Quality stocks are judged according to the "quality" of their financial reports, including operating statements, balance sheets and cash flow statements.
The SGX report also said it is important to set a benchmark when creating a portfolio; investors with a portfolio of Singapore stocks will often use the STI as their guide.
This is because performance can be relative, said the report.
"For example, an investor's portfolio may have generated a seemingly substantial annual return of 10 per cent, yet the most relevant benchmark achieved an annual return of 20 per cent over the same period.
"In this case, the 10 per cent may actually have been less than optimal."
Investors should also note that the composition of the STI is reviewed every quarter to reflect economic trends and business cycles. There are up to five STI Reserve List stocks, which will be used when a constituent of the STI is removed during the period leading up to the next quarterly review.
The STI Reserve list is now made up of Suntec Reit (real estate investment trust), Mapletree Commercial Trust, Keppel Reit, Sembcorp Marine and First Resources.
Since the start of 2010, the STI has seen 11 new inclusions, said an SGX report on April 28.
Of the 11 stocks, nine are still part of the STI - with one of the nine stocks, Jardine Matheson Holdings, a re-entrant and currently the biggest company on the SGX by market cap. (See chart, above.)
Investors who do not have time to research individual companies on the STI still have options. The STI has two related exchange-traded funds (ETFs) - the SPDR Straits Times Index ETF and the Nikko AM Singapore STI ETF.
The SGX report noted that the SPDR Straits Times Index ETF was the third most active ETF last month. It generated $24 million of turnover, and registered total returns of 10.4 per cent and 13.9 per cent in the year-to-date and 12 months respectively.

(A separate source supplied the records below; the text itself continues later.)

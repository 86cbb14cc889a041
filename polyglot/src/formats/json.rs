//! Support for JSON translation files.
//!
//! Two shapes are read:
//!
//! - flat: `{"Hello": "Bonjour"}`, entries without a language;
//! - per-language: `{"en": {"Hello": "Hello"}, "fr": {"Hello": "Bonjour"}}`,
//!   chosen when *every* top-level value is an object.
//!
//! The shape is a heuristic. A flat file whose values are all objects is read
//! as per-language. Output is always flat and single-language.

use serde_json::{Map, Value};
use std::io::{BufRead, Write};

use crate::{
    error::Error,
    fallback::TranslationLookup,
    formats::FormatType,
    traits::{TranslationFileExporter, TranslationFileParser, read_text},
    types::{ResourceTranslation, TranslatableResource, TranslationEntry, TranslationFileParseResult},
};

/// The JSON format.
#[derive(Debug, Clone, Copy, Default)]
pub struct Format;

impl TranslationFileParser for Format {
    fn can_parse(&self, file_extension: &str) -> bool {
        file_extension.eq_ignore_ascii_case(FormatType::Json.extension())
    }

    fn parse(&self, reader: &mut dyn BufRead) -> Result<TranslationFileParseResult, Error> {
        let text = read_text(reader)?;
        let mut result = TranslationFileParseResult::new();
        if text.trim().is_empty() {
            return Ok(result);
        }

        let root: Value = serde_json::from_str(&text)?;
        let Value::Object(root) = root else {
            log::debug!("JSON root is not an object, no entries read");
            return Ok(result);
        };

        if is_per_language(&root) {
            for (language, scope) in &root {
                result.add_language(language);
                if let Value::Object(scope) = scope {
                    collect_entries(scope, "", Some(language), &mut result)?;
                }
            }
        } else {
            collect_entries(&root, "", None, &mut result)?;
        }

        log::debug!(
            "parsed {} JSON entries in {} language(s)",
            result.entries.len(),
            result.languages.len()
        );
        Ok(result)
    }
}

fn is_per_language(root: &Map<String, Value>) -> bool {
    root.values().all(Value::is_object)
}

/// Adds every leaf of `scope`; nested objects are flattened with `.`-joined keys.
fn collect_entries(
    scope: &Map<String, Value>,
    prefix: &str,
    language: Option<&str>,
    result: &mut TranslationFileParseResult,
) -> Result<(), Error> {
    for (key, value) in scope {
        let key = if prefix.is_empty() {
            key.clone()
        } else {
            format!("{prefix}.{key}")
        };
        let text = match value {
            Value::String(s) => s.clone(),
            Value::Null => String::new(),
            Value::Bool(b) => b.to_string(),
            Value::Number(n) => n.to_string(),
            Value::Object(nested) => {
                collect_entries(nested, &key, language, result)?;
                continue;
            }
            Value::Array(_) => {
                return Err(Error::InvalidResource(format!(
                    "array value for key `{key}` is not supported"
                )));
            }
        };
        result.push(TranslationEntry::new(key, text).with_language(language.map(str::to_string)));
    }
    Ok(())
}

impl TranslationFileExporter for Format {
    fn file_extension(&self) -> &'static str {
        FormatType::Json.extension()
    }

    fn content_type(&self) -> &'static str {
        FormatType::Json.content_type()
    }

    fn export_to(
        &self,
        resources: &[TranslatableResource],
        translations: &[ResourceTranslation],
        language: &str,
        writer: &mut dyn Write,
    ) -> Result<(), Error> {
        let lookup = TranslationLookup::new(translations, language);
        let mut object = Map::new();
        for resource in resources {
            object.insert(
                resource.key.clone(),
                Value::String(lookup.value_for(resource).into_owned()),
            );
        }

        serde_json::to_writer_pretty(&mut *writer, &Value::Object(object))?;
        writer.write_all(b"\n")?;

        log::debug!(
            "exported {} JSON resources for `{}` ({} translated)",
            resources.len(),
            language,
            lookup.translated_count()
        );
        Ok(())
    }
}

#[cfg(test)]
mod tests {
    use super::*;
    use uuid::Uuid;

    #[test]
    fn test_per_language_detection() {
        let json = r#"{"en":{"Hello":"Hello"},"fr":{"Hello":"Bonjour"}}"#;
        let result = Format.parse_str(json).unwrap();
        assert_eq!(result.languages, vec!["en", "fr"]);
        assert_eq!(result.entries.len(), 2);
        assert!(result.entries.iter().all(|e| e.key == "Hello"));
        assert_eq!(result.value_of("Hello", Some("en")), Some("Hello"));
        assert_eq!(result.value_of("Hello", Some("fr")), Some("Bonjour"));
    }

    #[test]
    fn test_flat_detection() {
        let result = Format.parse_str(r#"{"Hello":"Bonjour"}"#).unwrap();
        assert!(result.languages.is_empty());
        assert_eq!(result.entries.len(), 1);
        assert_eq!(result.entries[0].key, "Hello");
        assert_eq!(result.entries[0].value, "Bonjour");
        assert_eq!(result.entries[0].language, None);
    }

    #[test]
    fn test_mixed_values_are_flat() {
        let json = r#"{"title":"Shop","menu":{"open":"Open","close":"Close"},"count":3,"enabled":true,"none":null}"#;
        let result = Format.parse_str(json).unwrap();
        assert!(result.languages.is_empty());
        assert_eq!(
            result.keys(),
            vec!["title", "menu.open", "menu.close", "count", "enabled", "none"]
        );
        assert_eq!(result.value_of("count", None), Some("3"));
        assert_eq!(result.value_of("enabled", None), Some("true"));
        assert_eq!(result.value_of("none", None), Some(""));
    }

    #[test]
    fn test_nested_keys_inside_language() {
        let json = r#"{"de":{"menu":{"open":"Öffnen"}}}"#;
        let result = Format.parse_str(json).unwrap();
        assert_eq!(result.languages, vec!["de"]);
        assert_eq!(result.value_of("menu.open", Some("de")), Some("Öffnen"));
    }

    #[test]
    fn test_source_order_is_preserved() {
        let json = r#"{"zebra":"Z","apple":"A","mango":"M"}"#;
        let result = Format.parse_str(json).unwrap();
        assert_eq!(result.keys(), vec!["zebra", "apple", "mango"]);
    }

    #[test]
    fn test_empty_inputs() {
        assert!(Format.parse_str("").unwrap().is_empty());
        assert!(Format.parse_str("{}").unwrap().is_empty());
        assert!(Format.parse_str(r#"["not", "an", "object"]"#).unwrap().is_empty());
    }

    #[test]
    fn test_malformed_json_is_an_error() {
        assert!(matches!(
            Format.parse_str(r#"{"Hello": "#),
            Err(Error::Parse(_))
        ));
        assert!(matches!(
            Format.parse_str(r#"{"list": ["a", "b"]}"#),
            Err(Error::InvalidResource(_))
        ));
    }

    #[test]
    fn test_export_is_flat_and_pretty() {
        let resources: Vec<TranslatableResource> = ["Hello", "World"]
            .iter()
            .map(|key| TranslatableResource {
                id: Uuid::new_v4(),
                resource_file_id: Uuid::nil(),
                key: key.to_string(),
                source_value: key.to_string(),
                description: None,
            })
            .collect();
        let bytes = Format.export(&resources, &[], "en").unwrap();
        let out = String::from_utf8(bytes).unwrap();

        assert_eq!(
            out,
            "{\n  \"Hello\": \"##Hello in en##\",\n  \"World\": \"##World in en##\"\n}\n"
        );
    }
}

ETFs are investment funds listed and traded intraday on a stock exchange. Most ETFs aim to track the performance of an index, and in this case they track the STI.
Each ETF gives investors access to the performance of the asset that comprises the underlying index. Investing in the ETF is also less costly if one builds a similar portfolio by buying the individual stocks.
"By maintaining a position in either of the two STI ETFs, investors will have portfolio exposure to the 30 biggest and most active STI stocks as they change over time," noted SGX.
About SGX webinars
The Singapore Exchange (SGX) introduced the Investment Webinar Seminars last September, targeting trading representatives.
After gaining traction, the online seminar was extended to retail investors in January this year.
It is meant to be interactive, and includes a question and answer session with the trainers, allowing investors to clear any doubts on the spot.
To date, more than 700 retail investors and trading representatives have logged on to these investment webinars, covering a range of topics.
They include basic information such as how to use SGX StockFacts, which provides information about companies on the local bourse, as well as understanding and making use of SGX's institutional fund flow and other market reports.
Investors were also given tips on consumer and Reits sector picks, as well as portfolio allocation.